Ey birader derd-i aşka mübtelâ olmak da güç
Sûret-i insanide hayvan-sıfat kalmak da güç

Bağrımın kanı kurudu ciğerim oldu kebâb
Hasret-i hicran oduna her zaman yanmak da güç

Derd nedir derman nedir yâ ben beni bilmem neyin
Nâr u nurun berzahında sararıp solmak da güç

Nûr-ı Ahmed'dir özüm dürr-ı yetîmî bendedir
Bu beşer nefsin elinden anı kurtarmak da güç

Gevher-i nefsimi yutmuş bir amansız ejdehâ
Bî-basar mârın elinden şeb-çerâğ almak da güç

Müttakîler kisvetine müddetler girdiler
Muhtefî oldu erenler arayıp bulmak da güç

Bahriler ummana daldı pek çoğaldı dehrîler
Öyle mülhidler ile bahs-i dîne dalmak da güç

Hep hatîâtın büyüğü hubb-ı dünyâ bilirem
Ânı terk etmek de güç pek kipçe sarılmak da güç

Öyle bir derde giriftar olmuşum âlemde kim
ittisale çâre yokdur dahi ayrılmak da güç

Hâne-i dil cennet-i irfana dâhil olmadan
Âr u namus şişesini taşlara çalmak da güç

Pîr-i Sâmî gibi sultâna kılalım iktidâ
Keştibânsız fülkümüzü engine salmak da güç

Derdimi defter edip sultânıma arz eylesem
Ol bilirken cümle hâlim arz-ı hâl sunmak da güç

Hamdulillah böyle bir sultâna hadim olmuşam
Sâlihem sıdk ile şahım hizmetin kılmak da güç
Aşk = Sevgi, şiddetli muhabbet, candan sevme.

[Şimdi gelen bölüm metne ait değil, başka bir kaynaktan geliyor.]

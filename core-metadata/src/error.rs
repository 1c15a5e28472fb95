use thiserror::Error;

#[derive(Error, Debug)]
pub enum MetadataError {
    #[error("Metadata service rejected the request (HTTP {status}): {body}")]
    Rejected { status: u16, body: String },

    #[error("Metadata service failed (HTTP {status}): {body}")]
    RemoteFailure { status: u16, body: String },

    #[error("Unexpected HTTP status from metadata service: {status}")]
    UnexpectedStatus { status: u16 },

    #[error("Invalid metadata response: {0}")]
    InvalidResponse(String),

    #[error("Bridge error: {0}")]
    Bridge(#[from] bridge_traits::error::BridgeError),
}

pub type Result<T> = std::result::Result<T, MetadataError>;
//! # Desktop Bridge Implementations
//!
//! Native implementations of the host bridge traits for desktop and server
//! builds.
//!
//! - [`ReqwestHttpClient`] - HTTP client using reqwest with rustls

pub mod http;

pub use http::ReqwestHttpClient;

Mübtelâ = Düşkün, tutkun, tutulmuş.

Hasret-i hicran = Ayrılık hasreti.

Od = Ateş.

Nâr = Ateş.

Berzah = Belâ, güçlük, manevi ceza.

Dürr-iyetimi = Tek ve büyük inci.

Gevher = Mücevher, inci.

Bî-basar = Gözsüz, anlayışsız

Mâr = Yılan.

Şebçerag = Gece lambası, nur.

Muttaki = Sağlam amelli, istikamet sahibi.

Kisvet = Elbise, örtü.

Müddeî = İddia eden, rakip, ağyar.

Muhtefi = Saklanan, gizlenen.

Bahri = Denize mensup olanlar, âlimler.

Dehri = Tabiata, ahirete inanmayıp, hadiseleri tabiat yapar diyenler.

Mülhid = Dinden çıkmış, sapık.

Bahs-ı din = Din bahsi.

Hatiât = Hatalar, yanılma.

Hubb-ı dünya = Dünya sevgisi.

Giriftar olmak = Düşmek, duçar olmak.

İttisal = Uyma, o halle hallenme.

Hane-i dil: Gönül evi, kalp.

Iktida = Uyma, peşinden gitme.

Keşfibân = Kaptan.

Fülk = Gemi.

Hadim = Hizmet eden, hizmetçi.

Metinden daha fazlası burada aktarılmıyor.